> [Your goal]: If a line of the data below holds the word "crate", list it.

> [Data for review]:

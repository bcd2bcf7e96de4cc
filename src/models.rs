use serde::{Deserialize, Serialize};
use crate::schema::{reservations, rooms, users};
use chrono::NaiveDateTime;
use diesel::{deserialize::{self, FromSql}, pg::{Pg, PgValue}, serialize::{self, Output, ToSql}, sql_types::Text, AsChangeset, Insertable, Selectable};
use std::fmt;
use std::str::FromStr;

#[derive(Debug, Clone, Queryable, Serialize, Deserialize, Selectable)]
#[diesel(table_name = rooms)]
pub struct Room {
    pub room_id: i32,
    pub name: String,
    pub capacity: Option<i32>,
    pub description: Option<String>,
}

#[derive(Debug, Clone, Queryable, Serialize, Deserialize, Selectable)]
#[diesel(table_name = users)]
pub struct User {
    pub user_id: String,
    pub first_name: String,
    pub last_names: String,
    pub career: Option<String>,
    pub semester: Option<i32>,
    pub created_at: Option<NaiveDateTime>,
}

#[derive(Debug, Clone, Insertable, Deserialize)]
#[diesel(table_name = users)]
pub struct NewUser {
    pub user_id: String,
    pub first_name: String,
    pub last_names: String,
    pub career: Option<String>,
    pub semester: Option<i32>,
}

/// Lifecycle state of a reservation.
///
/// Serialized with the labels the admin dashboard shows and filters on;
/// stored as the `reservation_status` Postgres enum.
#[derive(Debug, Clone, Copy, PartialEq, Eq, Hash, Serialize, Deserialize, AsExpression, FromSqlRow)]
#[diesel(sql_type = crate::schema::sql_types::ReservationStatus)]
pub enum ReservationStatus {
    #[serde(rename = "Pendiente")]
    Pending,
    #[serde(rename = "Confirmado")]
    Confirmed,
    #[serde(rename = "Cancelado")]
    Cancelled,
    #[serde(rename = "Completado")]
    Completed,
    #[serde(rename = "Activa")]
    Active,
}

impl ReservationStatus {
    pub const ALL: [ReservationStatus; 5] = [
        ReservationStatus::Pending,
        ReservationStatus::Confirmed,
        ReservationStatus::Cancelled,
        ReservationStatus::Completed,
        ReservationStatus::Active,
    ];

    pub fn label(self) -> &'static str {
        match self {
            ReservationStatus::Pending => "Pendiente",
            ReservationStatus::Confirmed => "Confirmado",
            ReservationStatus::Cancelled => "Cancelado",
            ReservationStatus::Completed => "Completado",
            ReservationStatus::Active => "Activa",
        }
    }

    fn db_label(self) -> &'static str {
        match self {
            ReservationStatus::Pending => "PENDING",
            ReservationStatus::Confirmed => "CONFIRMED",
            ReservationStatus::Cancelled => "CANCELLED",
            ReservationStatus::Completed => "COMPLETED",
            ReservationStatus::Active => "ACTIVE",
        }
    }

    /// Whether lifecycle timers should be scheduled for a reservation in this state.
    pub fn is_scheduled(self) -> bool {
        matches!(self, ReservationStatus::Confirmed | ReservationStatus::Active)
    }

    /// Status after `event` fires, or `None` when the event does not apply.
    ///
    /// Pending reservations are left for an admin to decide on.
    pub fn advance(self, event: LifecycleEvent) -> Option<ReservationStatus> {
        match (event, self) {
            (LifecycleEvent::Start, ReservationStatus::Confirmed) => Some(ReservationStatus::Active),
            (LifecycleEvent::End, ReservationStatus::Confirmed | ReservationStatus::Active) => {
                Some(ReservationStatus::Completed)
            }
            _ => None,
        }
    }
}

impl fmt::Display for ReservationStatus {
    fn fmt(&self, f: &mut fmt::Formatter<'_>) -> fmt::Result {
        f.write_str(self.label())
    }
}

impl FromStr for ReservationStatus {
    type Err = String;

    fn from_str(s: &str) -> Result<Self, Self::Err> {
        ReservationStatus::ALL
            .into_iter()
            .find(|status| status.label() == s)
            .ok_or_else(|| format!("Unrecognized reservation status: {}", s))
    }
}

impl ToSql<crate::schema::sql_types::ReservationStatus, Pg> for ReservationStatus {
    fn to_sql<'b>(&'b self, out: &mut Output<'b, '_, Pg>) -> serialize::Result {
        <str as ToSql<Text, Pg>>::to_sql(self.db_label(), out)
    }
}

impl FromSql<crate::schema::sql_types::ReservationStatus, Pg> for ReservationStatus {
    fn from_sql(bytes: PgValue) -> deserialize::Result<Self> {
        match <String as FromSql<Text, Pg>>::from_sql(bytes)?.as_str() {
            "PENDING" => Ok(ReservationStatus::Pending),
            "CONFIRMED" => Ok(ReservationStatus::Confirmed),
            "CANCELLED" => Ok(ReservationStatus::Cancelled),
            "COMPLETED" => Ok(ReservationStatus::Completed),
            "ACTIVE" => Ok(ReservationStatus::Active),
            s => Err(format!("Unrecognized reservation status: {}", s).into()),
        }
    }
}

/// Timed events in a reservation's life.
#[derive(Debug, Clone, Copy, PartialEq, Eq, Serialize, Deserialize)]
#[serde(rename_all = "snake_case")]
pub enum LifecycleEvent {
    Start,
    End,
}

#[derive(Debug, Clone, PartialEq, Queryable, Serialize, Deserialize, Selectable)]
#[diesel(table_name = reservations)]
pub struct Reservation {
    pub reservation_id: i32,
    pub user_id: String,
    pub room_id: i32,
    pub start_time: NaiveDateTime,
    pub end_time: NaiveDateTime,
    pub purpose: String,
    pub status: ReservationStatus,
    pub is_deleted: bool,
    pub created_at: Option<NaiveDateTime>,
}

impl Reservation {
    /// Status a timer for `event` due at `due_at` moves this reservation to.
    ///
    /// Timers go stale when the reservation is soft-deleted or its times are
    /// edited after scheduling.
    pub fn transition_for(&self, event: LifecycleEvent, due_at: NaiveDateTime) -> Option<ReservationStatus> {
        if self.is_deleted {
            return None;
        }
        let scheduled_for = match event {
            LifecycleEvent::Start => self.start_time,
            LifecycleEvent::End => self.end_time,
        };
        if scheduled_for != due_at {
            return None;
        }
        self.status.advance(event)
    }
}

/// Every editable column. Used for both inserts and the admin's full overwrite.
#[derive(Debug, Clone, Insertable, AsChangeset)]
#[diesel(table_name = reservations)]
pub struct ReservationChanges {
    pub user_id: String,
    pub room_id: i32,
    pub start_time: NaiveDateTime,
    pub end_time: NaiveDateTime,
    pub purpose: String,
    pub status: ReservationStatus,
}

// Request/Response models for API
#[derive(Debug, Clone, Deserialize)]
pub struct ReservationForm {
    pub user_id: String,
    pub room_id: i32,
    pub start_time: String,
    pub end_time: String,
    pub purpose: String,
    pub status: Option<ReservationStatus>,
}

#[derive(Debug, Serialize)]
pub struct ReservationView {
    #[serde(flatten)]
    pub reservation: Reservation,
    pub room_name: Option<String>,
}

impl ReservationView {
    pub fn resolve(reservation: Reservation, rooms: &crate::rooms::RoomDirectory) -> Self {
        let room_name = rooms.name_of(reservation.room_id).map(str::to_owned);
        Self { reservation, room_name }
    }
}

#[derive(Debug, Deserialize)]
pub struct ValidateStartRequest {
    pub hour: u8,
    pub minute: String,
    pub meridiem: crate::validation::Meridiem,
}

#[derive(Debug, Serialize)]
pub struct ValidateStartResponse {
    pub accepted: bool,
    pub message: Option<String>,
    pub hour24: Option<u8>,
    pub minute: Option<u8>,
}

#[derive(Debug, Serialize)]
pub struct ApiResponse {
    pub message: String,
}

> [Output]:
use crate::schema::{reservations, rooms, users};
#[diesel(sql_type = crate::schema::sql_types::ReservationStatus)]
impl ToSql<crate::schema::sql_types::ReservationStatus, Pg> for ReservationStatus {
impl FromSql<crate::schema::sql_types::ReservationStatus, Pg> for ReservationStatus {
    pub fn resolve(reservation: Reservation, rooms: &crate::rooms::RoomDirectory) -> Self {
    pub meridiem: crate::validation::Meridiem,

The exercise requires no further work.